- **ASSIGNED TASK**
Lines with the word "struct" are the ones wanted. Copy each of them from the entries below.

- **RAW DATA**
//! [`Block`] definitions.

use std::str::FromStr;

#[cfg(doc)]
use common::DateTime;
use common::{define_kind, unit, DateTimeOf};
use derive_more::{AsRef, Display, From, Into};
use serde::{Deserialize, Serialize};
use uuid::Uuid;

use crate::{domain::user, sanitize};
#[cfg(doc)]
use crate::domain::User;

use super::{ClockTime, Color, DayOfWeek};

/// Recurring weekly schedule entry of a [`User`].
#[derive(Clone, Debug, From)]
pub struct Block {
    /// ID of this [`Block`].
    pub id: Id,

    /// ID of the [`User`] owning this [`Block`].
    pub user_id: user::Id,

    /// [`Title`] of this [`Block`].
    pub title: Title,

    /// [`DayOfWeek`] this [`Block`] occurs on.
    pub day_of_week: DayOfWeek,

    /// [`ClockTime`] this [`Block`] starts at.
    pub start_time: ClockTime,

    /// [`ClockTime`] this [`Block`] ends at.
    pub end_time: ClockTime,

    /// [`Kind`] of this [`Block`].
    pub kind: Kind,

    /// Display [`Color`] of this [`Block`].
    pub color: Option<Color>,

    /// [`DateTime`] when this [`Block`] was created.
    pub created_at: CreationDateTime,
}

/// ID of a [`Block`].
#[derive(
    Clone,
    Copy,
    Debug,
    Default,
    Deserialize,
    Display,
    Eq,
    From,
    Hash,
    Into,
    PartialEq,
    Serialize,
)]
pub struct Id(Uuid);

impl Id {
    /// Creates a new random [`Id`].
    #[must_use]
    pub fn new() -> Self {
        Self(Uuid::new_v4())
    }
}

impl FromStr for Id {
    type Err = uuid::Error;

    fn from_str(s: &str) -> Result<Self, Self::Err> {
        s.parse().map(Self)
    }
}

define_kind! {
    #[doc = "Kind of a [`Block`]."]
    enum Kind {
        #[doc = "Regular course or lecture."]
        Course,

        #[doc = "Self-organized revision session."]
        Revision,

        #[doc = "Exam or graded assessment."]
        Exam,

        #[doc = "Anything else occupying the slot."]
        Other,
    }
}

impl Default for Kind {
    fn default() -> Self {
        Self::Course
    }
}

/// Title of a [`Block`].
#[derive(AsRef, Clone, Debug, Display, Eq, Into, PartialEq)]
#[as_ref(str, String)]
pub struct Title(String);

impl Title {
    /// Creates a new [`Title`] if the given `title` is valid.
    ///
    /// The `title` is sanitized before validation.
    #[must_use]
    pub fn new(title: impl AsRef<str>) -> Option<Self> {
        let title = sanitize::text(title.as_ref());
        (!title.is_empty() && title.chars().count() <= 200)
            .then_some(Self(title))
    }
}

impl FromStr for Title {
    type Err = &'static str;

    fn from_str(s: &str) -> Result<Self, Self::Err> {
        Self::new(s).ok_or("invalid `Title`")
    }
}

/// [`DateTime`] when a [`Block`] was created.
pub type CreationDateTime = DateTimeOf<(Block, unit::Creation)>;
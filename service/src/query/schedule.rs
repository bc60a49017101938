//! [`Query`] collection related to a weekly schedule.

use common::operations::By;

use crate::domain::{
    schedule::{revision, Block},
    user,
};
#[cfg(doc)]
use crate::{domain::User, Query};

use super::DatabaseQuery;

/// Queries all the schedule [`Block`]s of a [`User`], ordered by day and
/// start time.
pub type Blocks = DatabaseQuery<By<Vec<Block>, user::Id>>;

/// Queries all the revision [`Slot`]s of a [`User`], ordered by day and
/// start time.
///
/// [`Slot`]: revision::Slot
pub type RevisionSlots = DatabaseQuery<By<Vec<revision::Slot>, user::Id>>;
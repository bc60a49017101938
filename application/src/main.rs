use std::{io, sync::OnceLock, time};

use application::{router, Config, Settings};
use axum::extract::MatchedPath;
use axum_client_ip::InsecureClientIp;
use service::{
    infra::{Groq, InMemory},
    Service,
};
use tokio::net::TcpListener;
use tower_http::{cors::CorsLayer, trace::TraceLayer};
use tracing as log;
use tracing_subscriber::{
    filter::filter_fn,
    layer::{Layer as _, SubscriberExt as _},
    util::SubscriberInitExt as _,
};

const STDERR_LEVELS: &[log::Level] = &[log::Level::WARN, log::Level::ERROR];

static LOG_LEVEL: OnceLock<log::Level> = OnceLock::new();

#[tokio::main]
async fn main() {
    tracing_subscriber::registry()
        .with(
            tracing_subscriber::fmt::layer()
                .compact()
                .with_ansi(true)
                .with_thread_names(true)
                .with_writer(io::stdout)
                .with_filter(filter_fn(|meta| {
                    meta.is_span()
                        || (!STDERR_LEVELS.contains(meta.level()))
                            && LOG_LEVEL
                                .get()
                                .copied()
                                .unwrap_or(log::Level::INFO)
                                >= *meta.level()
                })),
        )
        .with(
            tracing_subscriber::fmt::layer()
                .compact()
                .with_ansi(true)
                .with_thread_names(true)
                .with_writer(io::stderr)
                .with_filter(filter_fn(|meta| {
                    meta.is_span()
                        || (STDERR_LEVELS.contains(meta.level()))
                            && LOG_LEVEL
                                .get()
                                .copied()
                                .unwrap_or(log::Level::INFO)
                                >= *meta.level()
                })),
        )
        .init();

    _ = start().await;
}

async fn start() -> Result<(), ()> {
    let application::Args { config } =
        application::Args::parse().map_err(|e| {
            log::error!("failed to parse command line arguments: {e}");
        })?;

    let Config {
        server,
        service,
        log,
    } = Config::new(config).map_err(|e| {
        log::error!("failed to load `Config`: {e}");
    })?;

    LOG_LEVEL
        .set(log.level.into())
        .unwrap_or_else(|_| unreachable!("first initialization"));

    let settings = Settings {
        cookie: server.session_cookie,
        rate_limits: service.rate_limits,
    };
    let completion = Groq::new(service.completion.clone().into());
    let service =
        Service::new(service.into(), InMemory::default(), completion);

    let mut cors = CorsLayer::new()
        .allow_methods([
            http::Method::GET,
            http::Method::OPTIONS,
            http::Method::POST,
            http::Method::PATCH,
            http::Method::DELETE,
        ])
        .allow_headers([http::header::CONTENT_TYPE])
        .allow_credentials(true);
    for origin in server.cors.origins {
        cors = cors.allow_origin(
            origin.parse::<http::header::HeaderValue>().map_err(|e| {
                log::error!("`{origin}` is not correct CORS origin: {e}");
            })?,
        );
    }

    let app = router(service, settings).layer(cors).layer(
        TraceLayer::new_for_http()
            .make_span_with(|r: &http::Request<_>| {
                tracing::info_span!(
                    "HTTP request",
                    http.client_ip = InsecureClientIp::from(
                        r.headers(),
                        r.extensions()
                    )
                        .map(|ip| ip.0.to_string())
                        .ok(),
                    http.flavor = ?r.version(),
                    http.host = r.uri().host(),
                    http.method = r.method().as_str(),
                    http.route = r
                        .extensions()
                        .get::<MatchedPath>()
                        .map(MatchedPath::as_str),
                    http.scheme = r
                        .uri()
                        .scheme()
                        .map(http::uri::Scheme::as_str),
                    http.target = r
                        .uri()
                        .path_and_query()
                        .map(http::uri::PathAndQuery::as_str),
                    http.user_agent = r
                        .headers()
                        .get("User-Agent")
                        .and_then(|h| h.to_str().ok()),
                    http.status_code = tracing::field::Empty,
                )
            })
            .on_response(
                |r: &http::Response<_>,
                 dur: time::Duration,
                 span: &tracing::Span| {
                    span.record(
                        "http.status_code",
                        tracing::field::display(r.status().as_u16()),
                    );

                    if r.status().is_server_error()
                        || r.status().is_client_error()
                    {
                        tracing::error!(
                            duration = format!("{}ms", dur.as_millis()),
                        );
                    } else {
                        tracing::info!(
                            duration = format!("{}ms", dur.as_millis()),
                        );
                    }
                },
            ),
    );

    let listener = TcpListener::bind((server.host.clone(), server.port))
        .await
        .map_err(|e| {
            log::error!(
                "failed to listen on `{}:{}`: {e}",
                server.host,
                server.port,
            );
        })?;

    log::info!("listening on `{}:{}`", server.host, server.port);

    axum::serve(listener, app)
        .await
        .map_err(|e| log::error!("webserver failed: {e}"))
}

- **FINAL ANSWER**
pub struct Block {
pub struct Id(Uuid);
pub struct Title(String);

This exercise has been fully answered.